> **Task directions**
Give back only the lines in the records below from the one with "let Some(mut stored)" to the one with "self.sessions.save(stored).await?;", both inclusive, word for word.

Extracted records:
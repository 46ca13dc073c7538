//! Workflow State Machine service.
//!
//! Drives one contact through staging, validation and persistence. The
//! session lives only in the session store; every operation is
//! load → transition → save, so any instance can serve any session.
//!
//! Operations are split across submodules by step:
//! - `stage`: stage, get_staged, update_staged, retry_staging
//! - `validate`: validate, resolve_manual_review
//! - `persist`: persist, retry_validation, complete
//! - `lifecycle`: extend_session, cancel_session, fail_session

mod lifecycle;
mod persist;
mod results;
mod stage;
mod validate;

pub use results::{
    CancelResult, CompletionResult, ExtendResult, PersistResult, ReconcileResult, StageResult,
    TransitionResult, ValidationResult,
};

use crate::store_client::{SessionStoreClient, StoredSession};
use chrono::{DateTime, Utc};
use contactflow_core::collaborator::{ContactRepository, EnumLookup, UniquenessChecker};
use contactflow_core::normalize::professional;
use contactflow_core::outcome::{OutcomeKind, OutcomeLog, WorkflowOutcome};
use contactflow_core::session::{Session, SessionStore, WorkflowEvent};
use contactflow_core::{FlowError, OrchestratorConfig, Result};
use std::sync::Arc;

/// Collaborators the service is wired with.
#[derive(Clone)]
pub struct WorkflowDependencies {
    pub store: Arc<dyn SessionStore>,
    pub uniqueness: Arc<dyn UniquenessChecker>,
    pub repository: Arc<dyn ContactRepository>,
    pub enums: Arc<dyn EnumLookup>,
    pub outcomes: Arc<dyn OutcomeLog>,
}

pub struct ContactWorkflowService {
    config: OrchestratorConfig,
    sessions: SessionStoreClient,
    uniqueness: Arc<dyn UniquenessChecker>,
    repository: Arc<dyn ContactRepository>,
    enums: Arc<dyn EnumLookup>,
    outcomes: Arc<dyn OutcomeLog>,
}

impl ContactWorkflowService {
    /// Fails with `Config` if `config` is out of bounds.
    pub fn new(config: OrchestratorConfig, deps: WorkflowDependencies) -> Result<Self> {
        config.validate()?;
        Ok(Self {
            sessions: SessionStoreClient::new(deps.store, &config),
            config,
            uniqueness: deps.uniqueness,
            repository: deps.repository,
            enums: deps.enums,
            outcomes: deps.outcomes,
        })
    }

    pub fn config(&self) -> &OrchestratorConfig {
        &self.config
    }

    pub fn sessions(&self) -> &SessionStoreClient {
        &self.sessions
    }

    /// Moves a session to `failed` because of `error` and records the outcome.
    ///
    /// Used by the bulk coordinator for members that did not make it. Absent
    /// and already-terminal sessions are left alone.
    pub async fn fail_for_error(&self, session_id: &str, error: &FlowError) -> Result<()> {
        let Some(mut stored) = self.sessions.load(session_id).await? else {
            return Ok(());
        };
        if stored.session.is_terminal() {
            return Ok(());
        }
        self.mark_failed(&mut stored, error.category(), error.to_string())
            .await
    }

    /// Applies `Fail`, saves, and logs the failed outcome.
    pub(crate) async fn mark_failed(
        &self,
        stored: &mut StoredSession,
        reason: &str,
        detail: String,
    ) -> Result<()> {
        let now = Utc::now();
        stored
            .session
            .apply(WorkflowEvent::Fail, Some(detail.clone()), now)?;
        self.sessions.save(stored).await?;
        tracing::info!(
            session_id = %stored.session.session_id,
            reason,
            detail = %detail,
            "Session failed"
        );
        self.record_outcome(&stored.session, OutcomeKind::Failed, Some(reason), now)
            .await;
        Ok(())
    }

    /// Fails the session for running out of retries and returns the error to report.
    pub(crate) async fn exhaust_retries(&self, mut stored: StoredSession) -> FlowError {
        let error = FlowError::RetryExhausted {
            session_id: stored.session.session_id.clone(),
            max_retries: self.config.max_retries,
        };
        match self
            .mark_failed(&mut stored, error.category(), error.to_string())
            .await
        {
            Ok(()) => error,
            Err(e) => e,
        }
    }

    /// Outcome log failures never fail the workflow.
    pub(crate) async fn record_outcome(
        &self,
        session: &Session,
        kind: OutcomeKind,
        failure_reason: Option<&str>,
        finished_at: DateTime<Utc>,
    ) {
        let outcome = build_outcome(session, kind, failure_reason, finished_at);
        if let Err(e) = self.outcomes.record(outcome).await {
            tracing::warn!(session_id = %session.session_id, error = %e, "Failed to record outcome");
        }
    }
}

fn build_outcome(
    session: &Session,
    kind: OutcomeKind,
    failure_reason: Option<&str>,
    finished_at: DateTime<Utc>,
) -> WorkflowOutcome {
    let analysis = session
        .last_validation
        .as_ref()
        .and_then(|v| v.professional.clone())
        .unwrap_or_else(|| professional::analyze(&session.payload, &session.social_profiles));
    WorkflowOutcome {
        session_id: session.session_id.clone(),
        account_id: session.account_id.clone(),
        batch_id: session.batch_id.clone(),
        kind,
        failure_reason: failure_reason.map(str::to_string),
        started_at: session.created_at,
        finished_at,
        normalized_profile_count: session.normalized_profile_count(),
        business_id_generated: session.business_id_generated,
        job_level: Some(analysis.job_level),
        department: Some(analysis.department),
        industry_category: analysis.industry_category,
        has_linkedin: analysis.has_linkedin,
        is_business_email: analysis.is_business_email,
    }
}

#[cfg(test)]
pub(crate) mod test_support {
    //! Hand-written collaborators for the workflow unit tests.

    use super::*;
    use async_trait::async_trait;
    use contactflow_core::collaborator::{ContactRecord, CreatedContact, UniquenessCheck};
    use contactflow_core::outcome::OutcomeFilter;
    use contactflow_core::session::StoredValue;
    use std::collections::{HashMap, HashSet};
    use std::sync::atomic::{AtomicBool, Ordering};
    use std::time::Duration;
    use tokio::sync::Mutex;

    #[derive(Default)]
    pub struct MockStore {
        pub data: Mutex<HashMap<String, StoredValue>>,
        /// Reject every write once set.
        pub read_only: AtomicBool,
    }

    impl MockStore {
        fn check_writable(&self) -> Result<()> {
            if self.read_only.load(Ordering::SeqCst) {
                return Err(FlowError::store("store is read-only"));
            }
            Ok(())
        }
    }

    #[async_trait]
    impl SessionStore for MockStore {
        async fn put(&self, key: &str, value: String, _ttl: Duration) -> Result<()> {
            self.check_writable()?;
            let mut data = self.data.lock().await;
            let revision = data.get(key).map_or(1, |v| v.revision + 1);
            data.insert(key.to_string(), StoredValue { value, revision });
            Ok(())
        }

        async fn get(&self, key: &str) -> Result<Option<StoredValue>> {
            Ok(self.data.lock().await.get(key).cloned())
        }

        async fn delete(&self, key: &str) -> Result<()> {
            self.data.lock().await.remove(key);
            Ok(())
        }

        async fn put_if_revision(
            &self,
            key: &str,
            value: String,
            _ttl: Duration,
            expected: Option<u64>,
        ) -> Result<Option<u64>> {
            self.check_writable()?;
            let mut data = self.data.lock().await;
            if data.get(key).map(|v| v.revision) != expected {
                return Ok(None);
            }
            let revision = expected.map_or(1, |r| r + 1);
            data.insert(key.to_string(), StoredValue { value, revision });
            Ok(Some(revision))
        }
    }

    /// Business ids in `taken` belong to `existing_<id>`.
    #[derive(Default)]
    pub struct MockDirectory {
        pub taken: Mutex<HashSet<String>>,
        pub fail_creates: Mutex<bool>,
        pub created: Mutex<Vec<ContactRecord>>,
        pub primaries: Mutex<Vec<(String, String)>>,
    }

    #[async_trait]
    impl UniquenessChecker for MockDirectory {
        async fn check(&self, candidate: &str) -> Result<UniquenessCheck> {
            Ok(if self.taken.lock().await.contains(candidate) {
                UniquenessCheck::taken_by(format!("existing_{}", candidate))
            } else {
                UniquenessCheck::unique()
            })
        }
    }

    #[async_trait]
    impl ContactRepository for MockDirectory {
        async fn create(&self, record: ContactRecord) -> Result<CreatedContact> {
            if *self.fail_creates.lock().await {
                return Err(FlowError::repository("database unavailable"));
            }
            let mut created = self.created.lock().await;
            created.push(record.clone());
            self.taken.lock().await.insert(record.business_id.clone());
            Ok(CreatedContact {
                contact_id: format!("contact_{}", created.len()),
                business_id: record.business_id,
            })
        }

        async fn set_primary(&self, account_id: &str, contact_id: &str) -> Result<()> {
            self.primaries
                .lock()
                .await
                .push((account_id.to_string(), contact_id.to_string()));
            Ok(())
        }
    }

    pub struct MockEnums;

    impl EnumLookup for MockEnums {
        fn is_valid(&self, category: &str, value: &str) -> bool {
            match category {
                "contact_type" => ["customer", "lead"].contains(&value),
                "industry" => ["technology", "finance"].contains(&value),
                _ => false,
            }
        }

        fn values(&self, _category: &str) -> Vec<String> {
            Vec::new()
        }
    }

    #[derive(Default)]
    pub struct MockOutcomes {
        pub recorded: Mutex<Vec<WorkflowOutcome>>,
    }

    #[async_trait]
    impl OutcomeLog for MockOutcomes {
        async fn record(&self, outcome: WorkflowOutcome) -> Result<()> {
            self.recorded.lock().await.push(outcome);
            Ok(())
        }

        async fn list(&self, filter: &OutcomeFilter) -> Result<Vec<WorkflowOutcome>> {
            Ok(self
                .recorded
                .lock()
                .await
                .iter()
                .filter(|o| filter.matches(o))
                .cloned()
                .collect())
        }
    }

    pub struct Harness {
        pub service: ContactWorkflowService,
        pub store: Arc<MockStore>,
        pub directory: Arc<MockDirectory>,
        pub outcomes: Arc<MockOutcomes>,
    }

    pub fn harness_with(config: OrchestratorConfig) -> Harness {
        let store = Arc::new(MockStore::default());
        let directory = Arc::new(MockDirectory::default());
        let outcomes = Arc::new(MockOutcomes::default());
        let service = ContactWorkflowService::new(
            config,
            WorkflowDependencies {
                store: store.clone(),
                uniqueness: directory.clone(),
                repository: directory.clone(),
                enums: Arc::new(MockEnums),
                outcomes: outcomes.clone(),
            },
        )
        .unwrap();
        Harness {
            service,
            store,
            directory,
            outcomes,
        }
    }

    pub fn harness() -> Harness {
        harness_with(OrchestratorConfig::default())
    }

    pub fn john() -> contactflow_core::contact::ContactPayload {
        contactflow_core::contact::ContactPayload {
            first_name: Some("John".into()),
            last_name: Some("Doe".into()),
            email: Some("john.doe@acme.io".into()),
            job_title: Some("Engineering Manager".into()),
            company: Some("Acme".into()),
            business_id: Some("john.doe.2024".into()),
            social_links: vec!["linkedin.com/in/john-doe".into()],
            ..Default::default()
        }
    }
}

> **Answer to this problem**
        let Some(mut stored) = self.sessions.load(session_id).await? else {
            return Ok(());
        };
        if stored.session.is_terminal() {
            return Ok(());
        }
        self.mark_failed(&mut stored, error.category(), error.to_string())
            .await
    }

    /// Applies `Fail`, saves, and logs the failed outcome.
    pub(crate) async fn mark_failed(
        &self,
        stored: &mut StoredSession,
        reason: &str,
        detail: String,
    ) -> Result<()> {
        let now = Utc::now();
        stored
            .session
            .apply(WorkflowEvent::Fail, Some(detail.clone()), now)?;
        self.sessions.save(stored).await?;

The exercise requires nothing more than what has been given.